June 18 - 22, 2024 (Virtual)
The American Institute for Indonesian Studies (AIFIS), in collaboration with Michigan State University (MSU) Asian Studies Center, will hold the 4th annual AIFIS-MSU Conference on Indonesian Studies from June 18 - 22, 2024.
The conference continues to highlight and celebrate the growing and evolving academic study of Indonesia.
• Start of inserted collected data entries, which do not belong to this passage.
//! # Workflow Engine Tests

use super::*;
use crate::domain::registry::ContractRegistry;
use crate::domain::template::workflow_steps;
use crate::ledger::LedgerState;
use rust_decimal::Decimal;
use shared_types::{AdminRole, AuditAction, ContractStatus, ValidationStatus};

fn make_engine() -> WorkflowEngine {
    WorkflowEngine::new(LedgerState::new().unwrap().into_shared())
}

fn bridge_request() -> NewContract {
    NewContract {
        entity_code: "ALC-MED-001".to_string(),
        entity_name: "Alcaldía de Medellín".to_string(),
        contract_type: "OBRA_PUBLICA".to_string(),
        description: "Construcción de puente peatonal sobre el río Medellín".to_string(),
        amount: Decimal::new(2_500_000_000, 0),
        created_by: "dev-001".to_string(),
    }
}

fn decision(step: u32, role: AdminRole, approved: bool) -> StepDecision {
    StepDecision {
        step_number: step,
        validator_id: format!("{}-1", role.as_str().to_lowercase()),
        validator_name: "Validador".to_string(),
        role,
        approved,
        comments: "Revisado".to_string(),
    }
}

fn chain_len(engine: &WorkflowEngine) -> usize {
    engine.ledger().read().chain().len()
}

#[test]
fn test_create_contract_initializes_workflow_and_appends_block() {
    let engine = make_engine();
    let (contract, block) = engine.create_contract(bridge_request()).unwrap();

    assert_eq!(contract.status, ContractStatus::Draft);
    assert_eq!(contract.current_step, 1);
    assert_eq!(contract.validation_steps.len(), 6);
    assert_eq!(block.index, 1);
    assert_eq!(block.payload.contract_id(), Some(contract.id));
    assert_eq!(engine.get_contract(contract.id).unwrap(), contract);
}

#[test]
fn test_create_contract_rejects_invalid_input_without_appending() {
    let engine = make_engine();
    let mut request = bridge_request();
    request.amount = Decimal::ZERO;
    assert!(matches!(
        engine.create_contract(request),
        Err(WorkflowError::Validation { field: "amount", .. })
    ));
    assert_eq!(chain_len(&engine), 1);
    assert!(engine.list_contracts(ContractFilter::All).is_empty());
}

#[test]
fn test_full_approval_path_appends_one_block_per_step() {
    let engine = make_engine();
    let (contract, _) = engine.create_contract(bridge_request()).unwrap();

    for template in workflow_steps() {
        engine
            .validate_step(contract.id, decision(template.step_number, template.role, true))
            .unwrap();
    }

    let status = engine.get_workflow_status(contract.id).unwrap();
    assert_eq!(status.status, ContractStatus::AuthorizedForPublication);
    assert_eq!(status.completed_steps, 6);
    assert_eq!(status.progress, 100.0);
    assert!(!status.can_advance);
    // the last step stays current once authorized
    assert_eq!(status.current_step, 6);
    assert_eq!(status.next_role, Some(AdminRole::BudgetAuthority));
    assert_eq!(
        status.audit_trail.last().map(|e| e.action),
        Some(AuditAction::WorkflowCompleted)
    );
    // genesis + creation + six validations
    assert_eq!(chain_len(&engine), 8);
}

#[test]
fn test_validate_step_unknown_contract() {
    let engine = make_engine();
    let id = Uuid::new_v4();
    assert_eq!(
        engine.validate_step(id, decision(1, AdminRole::ProjectDeveloper, true)),
        Err(WorkflowError::ContractNotFound(id))
    );
}

#[test]
fn test_failed_validations_leave_state_unchanged() {
    let engine = make_engine();
    let (contract, _) = engine.create_contract(bridge_request()).unwrap();
    let before = engine.get_contract(contract.id).unwrap();

    assert!(matches!(
        engine.validate_step(contract.id, decision(2, AdminRole::TechnicalCommission, true)),
        Err(WorkflowError::StepMismatch {
            current: 1,
            requested: 2
        })
    ));
    assert!(matches!(
        engine.validate_step(contract.id, decision(1, AdminRole::Citizen, true)),
        Err(WorkflowError::RoleMismatch { .. })
    ));

    assert_eq!(engine.get_contract(contract.id).unwrap(), before);
    assert_eq!(chain_len(&engine), 2);
}

#[test]
fn test_rejected_contract_accepts_no_further_steps() {
    let engine = make_engine();
    let (contract, _) = engine.create_contract(bridge_request()).unwrap();
    engine
        .validate_step(contract.id, decision(1, AdminRole::ProjectDeveloper, true))
        .unwrap();
    engine
        .validate_step(
            contract.id,
            decision(2, AdminRole::TechnicalCommission, false),
        )
        .unwrap();

    let status = engine.get_workflow_status(contract.id).unwrap();
    assert_eq!(status.status, ContractStatus::Rejected);
    assert_eq!(status.validation_steps[1].status, ValidationStatus::Rejected);
    assert!(!status.can_advance);

    let length = chain_len(&engine);
    assert_eq!(
        engine.validate_step(contract.id, decision(2, AdminRole::TechnicalCommission, true)),
        Err(WorkflowError::TerminalState(ContractStatus::Rejected))
    );
    assert_eq!(chain_len(&engine), length);
}

#[test]
fn test_authorized_contract_is_terminal_too() {
    let engine = make_engine();
    let (contract, _) = engine.create_contract(bridge_request()).unwrap();
    for template in workflow_steps() {
        engine
            .validate_step(contract.id, decision(template.step_number, template.role, true))
            .unwrap();
    }
    assert_eq!(
        engine.validate_step(contract.id, decision(6, AdminRole::BudgetAuthority, true)),
        Err(WorkflowError::TerminalState(
            ContractStatus::AuthorizedForPublication
        ))
    );
}

#[test]
fn test_audit_observation_by_external_auditor() {
    let engine = make_engine();
    let (contract, _) = engine.create_contract(bridge_request()).unwrap();

    let block = engine
        .add_audit_observation(
            contract.id,
            AuditObservation {
                auditor_id: "personeria-3".to_string(),
                role: AdminRole::Prosecutor,
                observation: "Solicito estudios previos".to_string(),
            },
        )
        .unwrap();
    assert_eq!(block.block_type(), pl_01_chain_integrity::BlockType::AuditObservation);

    let status = engine.get_workflow_status(contract.id).unwrap();
    assert_eq!(status.status, ContractStatus::Draft);
    assert_eq!(status.current_step, 1);
    assert_eq!(status.audit_trail.len(), 2);
}

#[test]
fn test_audit_observation_by_approval_role_is_unauthorized() {
    let engine = make_engine();
    let (contract, _) = engine.create_contract(bridge_request()).unwrap();
    assert_eq!(
        engine.add_audit_observation(
            contract.id,
            AuditObservation {
                auditor_id: "jefe-1".to_string(),
                role: AdminRole::ContractsChief,
                observation: "Todo en orden".to_string(),
            },
        ),
        Err(WorkflowError::UnauthorizedRole(AdminRole::ContractsChief))
    );
    assert_eq!(chain_len(&engine), 2);
}

#[test]
fn test_workflow_status_mid_flow() {
    let engine = make_engine();
    let (contract, _) = engine.create_contract(bridge_request()).unwrap();
    for step in &workflow_steps()[..2] {
        engine
            .validate_step(contract.id, decision(step.step_number, step.role, true))
            .unwrap();
    }
    let status = engine.get_workflow_status(contract.id).unwrap();
    assert_eq!(status.current_step, 3);
    assert_eq!(status.status, ContractStatus::LegalReview);
    assert_eq!(status.completed_steps, 2);
    assert!((status.progress - 100.0 / 3.0).abs() < 1e-9);
    assert!(status.can_advance);
    assert_eq!(status.next_role, Some(AdminRole::LegalCommission));
}

#[test]
fn test_workflow_status_of_rejected_contract_keeps_step_role() {
    let engine = make_engine();
    let (contract, _) = engine.create_contract(bridge_request()).unwrap();
    engine
        .validate_step(contract.id, decision(1, AdminRole::ProjectDeveloper, true))
        .unwrap();
    engine
        .validate_step(contract.id, decision(2, AdminRole::TechnicalCommission, false))
        .unwrap();

    let status = engine.get_workflow_status(contract.id).unwrap();
    assert_eq!(status.status, ContractStatus::Rejected);
    assert_eq!(status.current_step, 2);
    assert!(!status.can_advance);
    assert_eq!(status.next_role, Some(AdminRole::TechnicalCommission));
}

#[test]
fn test_live_index_equals_replay_of_chain() {
    let engine = make_engine();
    let (first, _) = engine.create_contract(bridge_request()).unwrap();
    let (second, _) = engine.create_contract(bridge_request()).unwrap();
    engine
        .validate_step(first.id, decision(1, AdminRole::ProjectDeveloper, true))
        .unwrap();
    engine
        .validate_step(second.id, decision(1, AdminRole::ProjectDeveloper, false))
        .unwrap();
    engine
        .add_audit_observation(
            second.id,
            AuditObservation {
                auditor_id: "ciudadano-9".to_string(),
                role: AdminRole::Citizen,
                observation: "¿Por qué se rechazó?".to_string(),
            },
        )
        .unwrap();

    let ledger = engine.ledger().read();
    assert_eq!(
        &ContractRegistry::rebuild(ledger.chain()),
        ledger.contracts()
    );
}

#[test]
fn test_list_by_role_follows_current_step() {
    let engine = make_engine();
    let (advanced, _) = engine.create_contract(bridge_request()).unwrap();
    engine.create_contract(bridge_request()).unwrap();
    engine
        .validate_step(advanced.id, decision(1, AdminRole::ProjectDeveloper, true))
        .unwrap();

    let technical = engine.list_contracts(ContractFilter::Role(AdminRole::TechnicalCommission));
    assert_eq!(technical.len(), 1);
    assert_eq!(technical[0].id, advanced.id);
    assert_eq!(
        engine
            .list_contracts(ContractFilter::Role(AdminRole::ProjectDeveloper))
            .len(),
        1
    );
    assert_eq!(
        engine
            .list_contracts(ContractFilter::Status(ContractStatus::TechnicalReview))
            .len(),
        1
    );
    assert_eq!(
        engine
            .list_contracts(ContractFilter::Role(AdminRole::Comptroller))
            .len(),
        2
    );
}

#[test]
fn test_concurrent_validations_of_one_step_apply_once() {
    let engine = make_engine();
    let (contract, _) = engine.create_contract(bridge_request()).unwrap();

    let handles: Vec<_> = (0..8)
        .map(|_| {
            let engine = engine.clone();
            std::thread::spawn(move || {
                engine.validate_step(contract.id, decision(1, AdminRole::ProjectDeveloper, true))
            })
        })
        .collect();
    let successes = handles
        .into_iter()
        .map(|h| h.join().unwrap())
        .filter(Result::is_ok)
        .count();

    assert_eq!(successes, 1);
    assert_eq!(engine.get_contract(contract.id).unwrap().current_step, 2);
    assert_eq!(chain_len(&engine), 3);
}
//! Request and response bodies.
//!
//! Contract, block and workflow types serialize as themselves; this module
//! holds the envelopes around them and the peer-endpoint requests.

use chrono::{DateTime, Utc};
use pl_01_chain_integrity::Block;
use pl_02_contract_workflow::{LedgerStats, WorkflowStepTemplate};
use pl_03_peer_sync::{Peer, ReceiveOutcome, SyncReport};
use serde::{Deserialize, Deserializer, Serialize};
use shared_types::{Contract, ContractId};

/// `GET /api/health`
#[derive(Debug, Clone, Serialize, Deserialize)]
pub struct HealthResponse {
    pub status: String,
    pub node_id: String,
    pub timestamp: DateTime<Utc>,
    pub blocks: usize,
    pub contracts: usize,
}

/// `GET /api/blocks`, `GET /api/stats`
#[derive(Debug, Clone, Serialize)]
pub struct StatsResponse {
    pub success: bool,
    pub data: LedgerStats,
}

/// `GET /api/contracts`
#[derive(Debug, Clone, Serialize)]
pub struct ContractListResponse {
    pub success: bool,
    pub count: usize,
    pub data: Vec<Contract>,
}

/// `GET /api/contracts/by-status/:status`, `GET /api/contracts/by-role/:role`
#[derive(Debug, Clone, Serialize)]
pub struct FilteredContractsResponse {
    pub count: usize,
    pub contracts: Vec<Contract>,
}

/// `POST /api/contracts`
#[derive(Debug, Clone, Serialize)]
pub struct ContractCreatedResponse {
    pub success: bool,
    pub message: String,
    pub contract_id: ContractId,
    pub block_index: u64,
}

/// Result of a state-changing workflow call.
#[derive(Debug, Clone, Serialize)]
pub struct BlockRecordedResponse {
    pub success: bool,
    pub message: String,
    pub block_index: u64,
    pub block_hash: String,
}

impl BlockRecordedResponse {
    pub fn new(message: impl Into<String>, block: &Block) -> Self {
        Self {
            success: true,
            message: message.into(),
            block_index: block.index,
            block_hash: block.hash.clone(),
        }
    }
}

/// `GET /api/workflow/steps`
#[derive(Debug, Clone, Serialize)]
pub struct WorkflowStepsResponse {
    pub steps: &'static [WorkflowStepTemplate],
}

/// `GET /api/p2p/peers`
#[derive(Debug, Clone, Serialize)]
pub struct PeersResponse {
    pub count: usize,
    pub peers: Vec<Peer>,
}

/// `POST /api/p2p/add-peer`
#[derive(Debug, Clone, PartialEq, Eq, Serialize, Deserialize)]
pub struct AddPeerRequest {
    pub peer_id: String,
    pub address: String,
    /// Accepted as a number or a numeric string.
    #[serde(deserialize_with = "port_from_number_or_string")]
    pub port: u16,
}

/// Generic acknowledgement.
#[derive(Debug, Clone, Serialize)]
pub struct MessageResponse {
    pub success: bool,
    pub message: String,
}

impl MessageResponse {
    pub fn ok(message: impl Into<String>) -> Self {
        Self {
            success: true,
            message: message.into(),
        }
    }
}

/// `POST /api/p2p/receive-block`
#[derive(Debug, Clone, Serialize)]
pub struct ReceiveBlockResponse {
    pub success: bool,
    pub message: String,
    pub outcome: ReceiveOutcome,
}

/// `POST /api/p2p/sync`
#[derive(Debug, Clone, Serialize)]
pub struct SyncResponse {
    pub success: bool,
    pub message: String,
    pub blocks: usize,
    pub report: SyncReport,
}

fn port_from_number_or_string<'de, D>(deserializer: D) -> Result<u16, D::Error>
where
    D: Deserializer<'de>,
{
    #[derive(Deserialize)]
    #[serde(untagged)]
    enum RawPort {
        Number(u16),
        Text(String),
    }

    match RawPort::deserialize(deserializer)? {
        RawPort::Number(port) => Ok(port),
        RawPort::Text(text) => text
            .trim()
            .parse()
            .map_err(|_| serde::de::Error::custom(format!("invalid port: {text:?}"))),
    }
}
The conference aims to expand research dissemination and collaboration by connecting Indonesian scholars with international colleagues in a bilingual and virtual format.
Indonesia Ascendant?
Indonesia is experiencing a kind of ascendance on the global stage that is drawing a lot of attention and interest. Notably, Indonesia’s success stands out compared to other contexts as the nation continues to be a global exemplar of religious pluralism and democracy. And yet there is a sense of the Indonesian project being somehow “unfinished,” stuck, or backsliding in some ways. What progress (kemajuan) has been made and how do we know? In environmental management, Indonesia is either on the cusp of fulfilling great opportunity as a leader in global climate change or of resource degradation and collapse. Inspired images of the plan to construct a national eco-capital city, Nusantara, symbolizes Indonesia’s sustainable future but contrasts with continued dependence of resource extraction evident from the many coal barges pummeling past the banks of the Mahakam river.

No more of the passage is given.